Beside the 'Save' button is a dropdown box. Make sure it is set to 'Exact Copy' and not 'Editable Copy' or 'Formatted Text' or 'Flexible Layout'. What this does is allow lines on the text side to exactly match lines on the image side, which makes comparing them while proofing much easier.
Underneath the dropdown box are 2 buttons. - set 'Keep pictures' on - set 'Keep headers and footers' off
If you go to a page with headers/footers, you should see an empty green box where the header is on the text pane. This shows you exactly what it is removing from that page.
Proofing
This isn't complex but it does require good concentration and is absolutely vital to producing a quality scan.
Read the book in the text window, constantly referring to the image window if you have a question. Correct any errors as you find them.
The blue highlights are characters that the program isn't certain of. The blue won't show up in the final save (unless you want it to).
Don't worry so much about formatting, just go for textual correctness.
IF YOU NOTICE AN ERROR THAT WOULD PASS SPELLCHECK (for instance 'the' sometimes gets recognized as 'die') be sure to make a separate note of it so that when you are finished you can do a final check to see if the same error occurred in any other places that you missed when proofing.
It's just a good idea in general to keep a list of notes to yourself about special formatting (like smallcaps or lists or poetry or whatever) you want to revisit later to make sure it got formatted correctly.

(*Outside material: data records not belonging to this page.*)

//! Centralized path definitions for cartwise
//!
//! ## Storage Layout
//!
//! ```text
//! ~/.cartwise/
//! └── engine.toml               # Engine tunables (threshold, travel cost)
//! ```

use std::path::PathBuf;

/// User config directory name
const USER_DIR: &str = ".cartwise";

/// Engine config filename
const ENGINE_CONFIG_FILE: &str = "engine.toml";

/// Get the user-level cartwise directory.
///
/// Returns `~/.cartwise/`.
#[must_use]
pub fn user_config_dir() -> PathBuf {
    dirs::home_dir().unwrap_or_else(|| PathBuf::from("~")).join(USER_DIR)
}

/// Get the user-level engine config path.
///
/// Returns `~/.cartwise/engine.toml`.
#[must_use]
pub fn user_engine_config() -> PathBuf {
    user_config_dir().join(ENGINE_CONFIG_FILE)
}
//! cartwise - Market-offer matching and ranking for household shopping lists
//!
//! Given a shopping list and a set of candidate markets with priced catalogs,
//! cartwise works out per market which items can be fulfilled, at what price
//! and with what brand fidelity, then ranks markets into a single
//! recommendation that blends price and travel distance.
//!
//! The engine in [`core`] is pure input-to-output computation. Data sources
//! and the fuzzy-matching algorithm plug in through [`core::ports`].

// Deny all clippy warnings in this crate
#![deny(
    clippy::all,
    clippy::pedantic,
    clippy::nursery,
    missing_docs,
    missing_debug_implementations,
    missing_copy_implementations,
    trivial_casts,
    trivial_numeric_casts,
    unsafe_code,
    unused_import_braces,
    unused_qualifications
)]
// Allow some pedantic lints that are too noisy or not applicable
#![allow(
    clippy::module_name_repetitions,
    clippy::missing_errors_doc,
    clippy::cargo_common_metadata
)]

/// Library version
pub const VERSION: &str = env!("CARGO_PKG_VERSION");

pub mod adapters;
pub mod config;
pub mod core;
pub mod output;
pub mod paths;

After you have finished reading it, click the 'Verification' button in the Text window or 'Tools > Verification...'
Split words - FineReader is usually fairly intelligent about putting words back together that have been split at the end of a line. You can tell whether it will combine words by looking for the line-continuation character (like a dash except it has a 'tail' that drops down on the right side). If you see the line-continuation character you know that it will join the words when saving. If this is incorrect, simply replace it with a regular dash. If you don't see a line-continuation character where there should be one, you will have to manually join the word yourself.

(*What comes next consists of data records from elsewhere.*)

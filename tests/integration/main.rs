//! Integration tests for the cartwise CLI
//!
//! These tests drive the binary through real workflows: a hand-written
//! snapshot file, an engine config written by `config init`, then detail and
//! compare runs read back as JSON.

use assert_cmd::cargo;
use predicates::prelude::*;
use std::fs;
use std::path::{Path, PathBuf};
use tempfile::TempDir;

/// Helper function to create a cartwise command
fn cartwise() -> assert_cmd::Command {
    assert_cmd::Command::new(cargo::cargo_bin!("cartwise"))
}

/// Three markets south of the user:
/// - `a` about 0.1 km away, full coverage, total 17
/// - `b` about 5.6 km away, full coverage, total 14
/// - `c` about 0.2 km away, rice only
const SNAPSHOT: &str = r#"{
  "lists": {
    "weekly": [
      { "id": "1", "product_id": "rice", "product_name": "Rice", "quantity": 2 },
      { "id": "2", "product_id": "milk", "product_name": "Milk", "product_brand": "BrandA", "quantity": 1 }
    ],
    "empty": []
  },
  "markets": [
    { "id": "a", "name": "Corner Store", "address": "Rua A, 1", "latitude": -23.551, "longitude": -46.63 },
    { "id": "b", "name": "Hypermarket", "latitude": -23.60, "longitude": -46.63 },
    { "id": "c", "name": "Rice Shop", "latitude": -23.552, "longitude": -46.63 }
  ],
  "catalogs": {
    "a": [
      { "product_id": "rice", "product_name": "Rice", "price": 6.0, "last_updated_at": "2026-04-01T10:00:00Z" },
      { "product_id": "milk-a", "product_name": "Milk 1L", "product_brand": "BrandA", "price": 5.0, "last_updated_at": "2026-04-01T12:00:00Z" }
    ],
    "b": [
      { "product_id": "rice", "product_name": "Rice", "price": 5.0, "last_updated_at": "2026-03-30T08:00:00Z" },
      { "product_id": "milk", "product_name": "Milk", "product_brand": "BrandA", "price": 4.0, "last_updated_at": "2026-03-30T08:00:00Z" }
    ],
    "c": [
      { "product_id": "rice", "product_name": "Rice", "price": 1.0, "last_updated_at": "2026-04-01T09:00:00Z" }
    ]
  }
}"#;

fn setup() -> (TempDir, PathBuf, PathBuf) {
    let temp = TempDir::new().unwrap();
    let snapshot = temp.path().join("snapshot.json");
    fs::write(&snapshot, SNAPSHOT).unwrap();

    let config = temp.path().join("engine.toml");
    cartwise()
        .args(["config", "init", "--path"])
        .arg(&config)
        .assert()
        .success()
        .stdout(predicate::str::contains("Created"));

    (temp, snapshot, config)
}

fn compare_json(snapshot: &Path, config: &Path, radius: &str) -> serde_json::Value {
    let output = cartwise()
        .arg("--json")
        .arg("--config")
        .arg(config)
        .arg("compare")
        .arg("--snapshot")
        .arg(snapshot)
        .args(["--list", "weekly", "--lat", "-23.55", "--lng", "-46.63", "--radius", radius])
        .output()
        .unwrap();
    assert!(output.status.success(), "stderr: {}", String::from_utf8_lossy(&output.stderr));
    serde_json::from_slice(&output.stdout).unwrap()
}

fn market_ids(report: &serde_json::Value) -> Vec<String> {
    report["offers"]
        .as_array()
        .unwrap()
        .iter()
        .map(|o| o["market_id"].as_str().unwrap().to_string())
        .collect()
}

// =============================================================================
// END-TO-END WORKFLOW TESTS
// =============================================================================

/// Full coverage first, then travel-inclusive cost
#[test]
fn test_e2e_compare_ranking() {
    let (_temp, snapshot, config) = setup();

    let report = compare_json(&snapshot, &config, "10");
    assert_eq!(report["mode"], "compare");
    assert_eq!(market_ids(&report), vec!["a", "b", "c"]);

    let offers = report["offers"].as_array().unwrap();
    assert_eq!(offers[0]["is_recommended"], true);
    assert_eq!(offers[1]["is_recommended"], false);
    assert_eq!(offers[2]["is_recommended"], false);

    let a = &offers[0];
    assert_eq!(a["matches"][1]["match_type"], "brand_variant");
    assert_eq!(a["matches"][1]["is_substitution"], false);
    assert_eq!(a["last_update"], "2026-04-01T12:00:00Z");
    assert!((a["total_price"].as_f64().unwrap() - 17.0).abs() < 1e-9);

    let b = &offers[1];
    assert_eq!(b["matches"][1]["match_type"], "exact");
    assert!(b["real_cost"].as_f64().unwrap() > a["real_cost"].as_f64().unwrap());

    let c = &offers[2];
    assert_eq!(c["missing_items_count"], 1);
    assert_eq!(c["coverage_percent"], 50);
    assert_eq!(c["missing_item_ids"][0], "2");
}

/// Radius narrows the candidates before ranking
#[test]
fn test_e2e_radius_narrows() {
    let (_temp, snapshot, config) = setup();

    let report = compare_json(&snapshot, &config, "1");
    assert_eq!(market_ids(&report), vec!["a", "c"]);
}

/// Free travel lets the cheaper far market win
#[test]
fn test_e2e_custom_config_changes_winner() {
    let (_temp, snapshot, config) = setup();
    fs::write(&config, "travel_rate_per_km = 0.0\n").unwrap();

    let report = compare_json(&snapshot, &config, "10");
    assert_eq!(market_ids(&report), vec!["b", "a", "c"]);

    let b = &report["offers"][0];
    assert!((b["real_cost"].as_f64().unwrap() - 14.0).abs() < 1e-9);
}

/// Detail mode reports a partial market without filtering it
#[test]
fn test_e2e_detail_partial_market() {
    let (_temp, snapshot, config) = setup();

    let output = cartwise()
        .arg("--json")
        .arg("--config")
        .arg(&config)
        .arg("detail")
        .arg("--snapshot")
        .arg(&snapshot)
        .args(["--list", "weekly", "--market", "c", "--lat", "-23.55", "--lng", "-46.63"])
        .output()
        .unwrap();
    assert!(output.status.success());

    let report: serde_json::Value = serde_json::from_slice(&output.stdout).unwrap();
    assert_eq!(report["mode"], "detail");
    let offer = &report["offers"][0];
    assert_eq!(offer["market_id"], "c");
    assert_eq!(offer["is_recommended"], false);
    assert_eq!(offer["coverage_percent"], 50);
    assert!((offer["total_price"].as_f64().unwrap() - 2.0).abs() < 1e-9);
    assert!(offer["distance_km"].as_f64().unwrap() > 0.2);
}

/// Human output for the same comparison
#[test]
fn test_e2e_human_output() {
    let (_temp, snapshot, config) = setup();

    cartwise()
        .arg("--config")
        .arg(&config)
        .arg("compare")
        .arg("-s")
        .arg(&snapshot)
        .args(["-l", "weekly", "--lat", "-23.55", "--lng", "-46.63", "-r", "10"])
        .assert()
        .success()
        .stdout(predicate::str::contains("Compared 3 market(s) for list weekly"))
        .stdout(predicate::str::contains("Corner Store (Rua A, 1)"))
        .stdout(predicate::str::contains("[brand_variant]"))
        .stdout(predicate::str::contains("missing: 2"));
}

// =============================================================================
// ERROR HANDLING TESTS
// =============================================================================

#[test]
fn test_empty_list_fails() {
    let (_temp, snapshot, config) = setup();

    cartwise()
        .arg("--config")
        .arg(&config)
        .arg("compare")
        .arg("-s")
        .arg(&snapshot)
        .args(["-l", "empty", "--lat", "-23.55", "--lng", "-46.63"])
        .assert()
        .failure()
        .stderr(predicate::str::contains("shopping list is empty"));
}

#[test]
fn test_negative_radius_fails() {
    let (_temp, snapshot, config) = setup();

    cartwise()
        .arg("--config")
        .arg(&config)
        .arg("compare")
        .arg("-s")
        .arg(&snapshot)
        .args(["-l", "weekly", "--lat", "-23.55", "--lng", "-46.63", "-r", "-1"])
        .assert()
        .failure()
        .stderr(predicate::str::contains("search radius"));
}

#[test]
fn test_missing_snapshot_fails() {
    let temp = TempDir::new().unwrap();

    cartwise()
        .arg("compare")
        .arg("-s")
        .arg(temp.path().join("absent.json"))
        .args(["-l", "weekly", "--lat", "1", "--lng", "1"])
        .assert()
        .failure()
        .stderr(predicate::str::contains("failed to read snapshot"));
}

Congrats, you've now completed the most difficult part!
|
|
allyk
Pony Clubber
Posts: 184
|
Post by allyk on Aug 11, 2013 19:13:53 GMT 1
Saving
Whether you are doing Option 1 or Option 2, you should ALWAYS PRODUCE BOTH A TEXT AND AN IMAGE FILE.
If you are just doing Option 1 and and are focused on the image file, the UC (UnCorrected) text file will allow someone else to finish the process and produce a nicely formatted text file.

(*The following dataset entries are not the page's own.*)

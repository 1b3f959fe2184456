//! Snapshot file format
//!
//! ```json
//! {
//!   "lists": { "weekly": [ { "id": "1", "product_id": "rice", ... } ] },
//!   "markets": [ { "id": "m1", "name": "Corner Store", "latitude": -23.5, "longitude": -46.6 } ],
//!   "catalogs": { "m1": [ { "product_id": "rice", "price": 5.0, ... } ] }
//! }
//! ```

use std::collections::HashMap;
use std::fs;
use std::path::Path;

use anyhow::Context;
use serde::{Deserialize, Serialize};

use crate::core::models::{CatalogEntry, ListItem, Market};

/// Pre-fetched lists, markets and catalogs
#[derive(Debug, Clone, Default, PartialEq, Serialize, Deserialize)]
pub struct Snapshot {
    /// Shopping lists keyed by list id
    #[serde(default)]
    pub lists: HashMap<String, Vec<ListItem>>,

    /// Every known market
    #[serde(default)]
    pub markets: Vec<Market>,

    /// Catalog entries keyed by market id
    #[serde(default)]
    pub catalogs: HashMap<String, Vec<CatalogEntry>>,
}

/// Read a snapshot from a JSON file
pub fn load_snapshot(path: &Path) -> anyhow::Result<Snapshot> {
    let content = fs::read_to_string(path)
        .with_context(|| format!("failed to read snapshot {}", path.display()))?;
    let snapshot: Snapshot = serde_json::from_str(&content)
        .with_context(|| format!("failed to parse snapshot {}", path.display()))?;
    log::debug!(
        "Loaded snapshot {}: {} list(s), {} market(s)",
        path.display(),
        snapshot.lists.len(),
        snapshot.markets.len()
    );
    Ok(snapshot)
}

/// Write a snapshot as pretty JSON
pub fn save_snapshot(path: &Path, snapshot: &Snapshot) -> anyhow::Result<()> {
    if let Some(parent) = path.parent() {
        fs::create_dir_all(parent)?;
    }
    let json = serde_json::to_string_pretty(snapshot)?;
    fs::write(path, json)?;
    Ok(())
}
//! Market model

use serde::{Deserialize, Serialize};

use super::Coordinate;

/// A store whose catalog can fulfil list items
#[derive(Debug, Clone, PartialEq, Serialize, Deserialize)]
pub struct Market {
    /// Market identifier
    pub id: String,

    /// Display name
    pub name: String,

    /// Street address, if known
    #[serde(default, skip_serializing_if = "Option::is_none")]
    pub address: Option<String>,

    /// Latitude, if recorded
    #[serde(default)]
    pub latitude: Option<f64>,

    /// Longitude, if recorded
    #[serde(default)]
    pub longitude: Option<f64>,
}

impl Market {
    /// Create a market at the given position
    #[must_use]
    pub fn new(
        id: impl Into<String>,
        name: impl Into<String>,
        latitude: f64,
        longitude: f64,
    ) -> Self {
        Self {
            id: id.into(),
            name: name.into(),
            address: None,
            latitude: Some(latitude),
            longitude: Some(longitude),
        }
    }

    /// Attach a street address
    #[must_use]
    pub fn with_address(mut self, address: impl Into<String>) -> Self {
        self.address = Some(address.into());
        self
    }

    /// The market position, or `None` if either component is missing
    #[must_use]
    pub const fn location(&self) -> Option<Coordinate> {
        match (self.latitude, self.longitude) {
            (Some(latitude), Some(longitude)) => Some(Coordinate::new(latitude, longitude)),
            _ => None,
        }
    }
}
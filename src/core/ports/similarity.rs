//! Approximate string matching port
//!
//! Defines the contract every fuzzy-search algorithm must honour so it can be
//! plugged into the catalog index.

/// Approximate name similarity
///
/// Scores are distances normalised to `[0, 1]`: `0` is identical, `1` shares
/// nothing. Lower is a better match.
pub trait SimilaritySearch: Send + Sync {
    /// Distance between `query` and `candidate`, in `[0, 1]`
    fn score(&self, query: &str, candidate: &str) -> f64;

    /// Score every corpus entry against `query`
    ///
    /// Returns `(corpus_index, score)` pairs sorted by ascending score. Ties
    /// keep corpus order.
    fn search(&self, query: &str, corpus: &[&str]) -> Vec<(usize, f64)> {
        let mut scored: Vec<(usize, f64)> = corpus
            .iter()
            .enumerate()
            .map(|(idx, candidate)| (idx, self.score(query, candidate).clamp(0.0, 1.0)))
            .collect();
        scored.sort_by(|a, b| a.1.total_cmp(&b.1));
        scored
    }
}
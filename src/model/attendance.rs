use chrono::{NaiveDate, NaiveTime};
use serde::{Deserialize, Serialize};
use strum_macros::Display;

/// The two clock event kinds. The wire format uses the lowercase
/// Portuguese names.
#[derive(Debug, Clone, Copy, PartialEq, Eq, Serialize, Deserialize, Display)]
#[serde(rename_all = "lowercase")]
#[strum(serialize_all = "lowercase")]
pub enum RecordType {
    Entrada,
    Saida,
}

/// Position fix. `accuracy` is in meters and may be absent when the
/// provider does not report it.
#[derive(Debug, Clone, Copy, PartialEq, Serialize, Deserialize)]
pub struct GeoFix {
    pub latitude: f64,
    pub longitude: f64,
    pub accuracy: Option<f64>,
}

/// One clock event as accepted by the remote service. Immutable once
/// created; the client never deletes these.
#[derive(Debug, Clone, Serialize, Deserialize)]
pub struct AttendanceRecord {
    pub id: u64,
    #[serde(rename = "funcionario_id")]
    pub employee_id: u64,
    #[serde(rename = "tipo")]
    pub record_type: RecordType,
    #[serde(rename = "data")]
    pub date: NaiveDate,
    #[serde(rename = "horario")]
    pub time: NaiveTime,
    #[serde(rename = "justificativa")]
    pub justification: Option<String>,
    #[serde(rename = "localizacao")]
    pub location: Option<GeoFix>,
    #[serde(rename = "endereco")]
    pub address: Option<String>,
}

/// Transient capture result, alive only between capture and a successful
/// submission. Never persisted.
#[derive(Debug, Clone, PartialEq)]
pub struct EvidenceBundle {
    pub photo_uri: String,
    pub location: Option<GeoFix>,
    pub address: Option<String>,
    /// Always `None` at capture time; the workflow fills it from the
    /// justification toggle when it builds the outgoing submission.
    pub justification: Option<String>,
}
use std::path::PathBuf;

use async_trait::async_trait;
use tracing::debug;

use super::{Camera, Photo};
use crate::error::PontoError;

/// Camera backed by a pre-staged image file, used by the CLI to exercise
/// the capture flow on hosts without camera hardware. The quality knob is
/// accepted for interface parity and ignored.
pub struct FileCamera {
    path: PathBuf,
}

impl FileCamera {
    pub fn new(path: impl Into<PathBuf>) -> Self {
        Self { path: path.into() }
    }
}

#[async_trait]
impl Camera for FileCamera {
    async fn take_picture(&self, quality: f32) -> Result<Photo, PontoError> {
        let metadata = tokio::fs::metadata(&self.path)
            .await
            .map_err(|e| PontoError::Capture(format!("{}: {e}", self.path.display())))?;

        if !metadata.is_file() {
            return Err(PontoError::Capture(format!(
                "{} is not a file",
                self.path.display()
            )));
        }

        debug!(path = %self.path.display(), quality, "picture taken");
        Ok(Photo {
            uri: format!("file://{}", self.path.display()),
        })
    }
}
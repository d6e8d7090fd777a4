use std::sync::Arc;

use chrono::Local;
use tracing::{info, warn};

use crate::api::{AttendanceApi, NewAttendanceRequest};
use crate::error::PontoError;
use crate::model::{AttendanceRecord, EvidenceBundle, RecordType};
use crate::resolver::{self, NextAction};
use crate::session::Session;

/// Result of a successful submission.
#[derive(Debug)]
pub struct SubmitOutcome {
    pub record: AttendanceRecord,
    /// Confirmation text for the user, e.g.
    /// "Registro de ENTRADA realizado com sucesso".
    pub message: String,
    /// Route the UI should move to next, when one is configured.
    pub navigate_to: Option<String>,
}

/// Screen-level attendance workflow: holds the transient state between
/// capture and submission and owns the submit cycle.
///
/// State clearing happens only after a fully successful submission. Every
/// failure path leaves the bundle, the justification toggle and the motive
/// text exactly as they were, so the user can retry without re-capturing.
pub struct AttendanceWorkflow {
    api: Arc<dyn AttendanceApi>,
    session: Session,
    next_action: NextAction,
    bundle: Option<EvidenceBundle>,
    justify: bool,
    motive: String,
    post_submit_route: Option<String>,
}

impl AttendanceWorkflow {
    /// Builds the workflow for a screen entry, resolving today's next
    /// action from server truth.
    pub async fn load(
        api: Arc<dyn AttendanceApi>,
        session: Session,
        post_submit_route: Option<String>,
    ) -> Self {
        let today = Local::now().date_naive();
        let next_action = resolver::resolve_next_action(api.as_ref(), session.employee_id(), today).await;

        Self {
            api,
            session,
            next_action,
            bundle: None,
            justify: false,
            motive: String::new(),
            post_submit_route,
        }
    }

    pub fn next_action(&self) -> NextAction {
        self.next_action
    }

    pub fn session(&self) -> &Session {
        &self.session
    }

    pub fn bundle(&self) -> Option<&EvidenceBundle> {
        self.bundle.as_ref()
    }

    pub fn motive(&self) -> &str {
        &self.motive
    }

    pub fn justify(&self) -> bool {
        self.justify
    }

    /// Attaches the capture result. Replaces any previous bundle; the old
    /// one is discarded, never persisted.
    pub fn attach_bundle(&mut self, bundle: EvidenceBundle) {
        self.bundle = Some(bundle);
    }

    pub fn set_justify(&mut self, justify: bool) {
        self.justify = justify;
    }

    pub fn set_motive(&mut self, motive: impl Into<String>) {
        self.motive = motive.into();
    }

    /// Re-resolves the next action from the service, as on screen
    /// re-entry.
    pub async fn refresh(&mut self) {
        let today = Local::now().date_naive();
        self.next_action =
            resolver::resolve_next_action(self.api.as_ref(), self.session.employee_id(), today)
                .await;
    }

    /// Validates the bundle, submits it, and interprets the response.
    ///
    /// On success all transient state is cleared and the screen is back in
    /// its pre-capture shape. On any failure nothing is touched.
    pub async fn submit(&mut self) -> Result<SubmitOutcome, PontoError> {
        let bundle = self
            .bundle
            .as_ref()
            .filter(|b| !b.photo_uri.is_empty())
            .ok_or_else(|| PontoError::Validation("Tire a foto antes de enviar".to_string()))?;

        if self.next_action == NextAction::Exhausted {
            warn!(
                employee_id = self.session.employee_id(),
                "entrada and saida already registered today, refusing third submission"
            );
            return Err(PontoError::Validation(
                "Entrada e saída já registradas hoje".to_string(),
            ));
        }

        // Null, not empty string: the server distinguishes the two.
        let outgoing = EvidenceBundle {
            justification: self.justify.then(|| self.motive.clone()),
            ..bundle.clone()
        };

        let request = NewAttendanceRequest {
            funcionario_id: self.session.employee_id(),
            foto_url: outgoing.photo_uri,
            localizacao: outgoing.location,
            endereco: outgoing.address,
            justificativa: outgoing.justification,
        };

        let record = self.api.create_record(&request).await?;

        info!(
            employee_id = record.employee_id,
            tipo = %record.record_type,
            "attendance registered"
        );

        let message = format!(
            "Registro de {} realizado com sucesso",
            record.record_type.to_string().to_uppercase()
        );

        // Full success: only now is transient state cleared.
        self.bundle = None;
        self.justify = false;
        self.motive.clear();
        self.next_action = match record.record_type {
            RecordType::Entrada => NextAction::Saida,
            RecordType::Saida => NextAction::Exhausted,
        };

        Ok(SubmitOutcome {
            record,
            message,
            navigate_to: self.post_submit_route.clone(),
        })
    }
}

If you are doing Option 2 and are producing an epub (for instance), you STILL need to produce an image file for reference sake so if there is ever any question about the OCR, there is something to go back and compare it to.
siPDF (searchable image PDF)
Click the Save button on the toolbar or 'File > Save Document As > PDF Document'.
Click the 'Options' button on the bottom right of the Save dialog and make sure the settings are like this: Default paper size: Use original image size Save mode: Text under the page image Use Mixed Raster Content: Checked All other checkboxes: Unchecked Image settings: Best quality (source image resolution) Font settings: Use predefined fonts
Click OK to go back to the save dialog, name your file (for instance 'Anna Sewell - Black Beauty (siPDF).pdf') and click Save.
HTML I use HTML, but if you prefer .docx (not .doc, Calibre doesn't handle those) or .rtf they are similar.
Click 'File > Save Document As > HTML Document'.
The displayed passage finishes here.